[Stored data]
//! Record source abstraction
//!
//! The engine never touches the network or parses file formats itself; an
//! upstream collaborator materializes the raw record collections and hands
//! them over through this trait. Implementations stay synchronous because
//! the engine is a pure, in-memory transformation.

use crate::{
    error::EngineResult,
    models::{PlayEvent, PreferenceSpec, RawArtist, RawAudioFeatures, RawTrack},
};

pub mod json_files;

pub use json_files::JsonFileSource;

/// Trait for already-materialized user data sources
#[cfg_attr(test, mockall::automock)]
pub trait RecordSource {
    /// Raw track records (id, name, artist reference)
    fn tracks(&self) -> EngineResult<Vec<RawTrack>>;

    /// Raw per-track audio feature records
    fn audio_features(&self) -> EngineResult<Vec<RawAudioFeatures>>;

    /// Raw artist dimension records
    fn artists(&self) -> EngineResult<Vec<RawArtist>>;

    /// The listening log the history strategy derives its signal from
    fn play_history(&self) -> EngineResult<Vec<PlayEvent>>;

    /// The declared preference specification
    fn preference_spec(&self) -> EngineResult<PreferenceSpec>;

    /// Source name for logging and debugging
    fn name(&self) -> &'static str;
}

* * *

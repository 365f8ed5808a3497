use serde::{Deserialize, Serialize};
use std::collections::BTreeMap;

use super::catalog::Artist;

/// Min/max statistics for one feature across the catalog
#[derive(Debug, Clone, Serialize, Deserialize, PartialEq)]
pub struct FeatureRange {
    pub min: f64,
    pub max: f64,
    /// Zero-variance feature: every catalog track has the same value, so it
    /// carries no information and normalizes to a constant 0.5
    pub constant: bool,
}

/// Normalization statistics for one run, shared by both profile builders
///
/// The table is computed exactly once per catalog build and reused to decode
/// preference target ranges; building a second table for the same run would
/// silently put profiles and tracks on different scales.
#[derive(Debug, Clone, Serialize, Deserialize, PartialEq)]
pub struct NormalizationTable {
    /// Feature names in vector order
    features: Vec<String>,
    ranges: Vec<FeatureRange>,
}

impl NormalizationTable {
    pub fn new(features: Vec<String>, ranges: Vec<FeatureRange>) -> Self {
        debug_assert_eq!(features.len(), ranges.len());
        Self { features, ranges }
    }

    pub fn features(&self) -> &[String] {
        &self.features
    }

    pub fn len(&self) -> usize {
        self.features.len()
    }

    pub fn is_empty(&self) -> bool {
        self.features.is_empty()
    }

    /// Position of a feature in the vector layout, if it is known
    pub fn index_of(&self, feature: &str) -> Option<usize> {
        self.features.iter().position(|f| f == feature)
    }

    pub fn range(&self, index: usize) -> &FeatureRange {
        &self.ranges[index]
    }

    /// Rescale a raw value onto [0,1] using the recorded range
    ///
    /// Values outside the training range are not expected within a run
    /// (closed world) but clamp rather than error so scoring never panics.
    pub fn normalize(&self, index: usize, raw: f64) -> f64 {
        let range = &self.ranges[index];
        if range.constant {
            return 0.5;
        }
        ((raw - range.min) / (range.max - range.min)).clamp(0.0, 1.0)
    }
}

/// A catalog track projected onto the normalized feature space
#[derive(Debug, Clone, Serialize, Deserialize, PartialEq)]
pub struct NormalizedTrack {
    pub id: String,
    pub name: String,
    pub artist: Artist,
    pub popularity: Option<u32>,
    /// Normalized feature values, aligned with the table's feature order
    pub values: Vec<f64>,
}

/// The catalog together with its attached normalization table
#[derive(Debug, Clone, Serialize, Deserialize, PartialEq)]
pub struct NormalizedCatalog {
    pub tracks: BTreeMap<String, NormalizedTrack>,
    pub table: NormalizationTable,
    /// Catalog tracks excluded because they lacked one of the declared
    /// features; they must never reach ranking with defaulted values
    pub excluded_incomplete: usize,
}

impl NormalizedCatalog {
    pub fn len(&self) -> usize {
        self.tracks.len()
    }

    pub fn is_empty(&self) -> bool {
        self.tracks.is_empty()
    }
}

...

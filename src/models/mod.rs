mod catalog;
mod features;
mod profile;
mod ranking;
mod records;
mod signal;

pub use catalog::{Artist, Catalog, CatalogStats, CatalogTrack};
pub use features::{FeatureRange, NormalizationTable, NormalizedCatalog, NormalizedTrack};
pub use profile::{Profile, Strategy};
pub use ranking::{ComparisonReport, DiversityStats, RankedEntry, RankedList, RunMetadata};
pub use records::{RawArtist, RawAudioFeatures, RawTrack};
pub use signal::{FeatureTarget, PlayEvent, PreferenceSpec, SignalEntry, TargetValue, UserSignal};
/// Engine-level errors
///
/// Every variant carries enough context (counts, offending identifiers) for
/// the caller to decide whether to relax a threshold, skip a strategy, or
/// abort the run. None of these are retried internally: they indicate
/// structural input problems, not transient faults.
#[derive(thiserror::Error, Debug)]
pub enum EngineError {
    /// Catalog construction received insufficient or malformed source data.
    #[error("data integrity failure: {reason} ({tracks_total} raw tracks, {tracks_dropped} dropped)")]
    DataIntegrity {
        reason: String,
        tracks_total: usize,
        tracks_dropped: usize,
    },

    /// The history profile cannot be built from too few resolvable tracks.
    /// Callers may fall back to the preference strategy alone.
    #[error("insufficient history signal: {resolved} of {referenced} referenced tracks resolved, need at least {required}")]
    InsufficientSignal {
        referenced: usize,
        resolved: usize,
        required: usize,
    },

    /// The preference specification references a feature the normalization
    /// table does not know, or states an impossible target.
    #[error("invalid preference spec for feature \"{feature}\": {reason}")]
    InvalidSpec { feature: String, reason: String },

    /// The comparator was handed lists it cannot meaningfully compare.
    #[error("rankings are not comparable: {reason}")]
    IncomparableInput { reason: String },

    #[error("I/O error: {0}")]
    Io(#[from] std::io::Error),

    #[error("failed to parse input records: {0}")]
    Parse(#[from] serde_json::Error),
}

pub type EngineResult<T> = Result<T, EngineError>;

■ Task brief ■
Give back, word for word, only the lines above from the line holding "cannot meaningfully compare." to the line holding "pub type EngineResult<T>", both included.

■ The answer ■
    /// The comparator was handed lists it cannot meaningfully compare.
    #[error("rankings are not comparable: {reason}")]
    IncomparableInput { reason: String },

    #[error("I/O error: {0}")]
    Io(#[from] std::io::Error),

    #[error("failed to parse input records: {0}")]
    Parse(#[from] serde_json::Error),
}

pub type EngineResult<T> = Result<T, EngineError>;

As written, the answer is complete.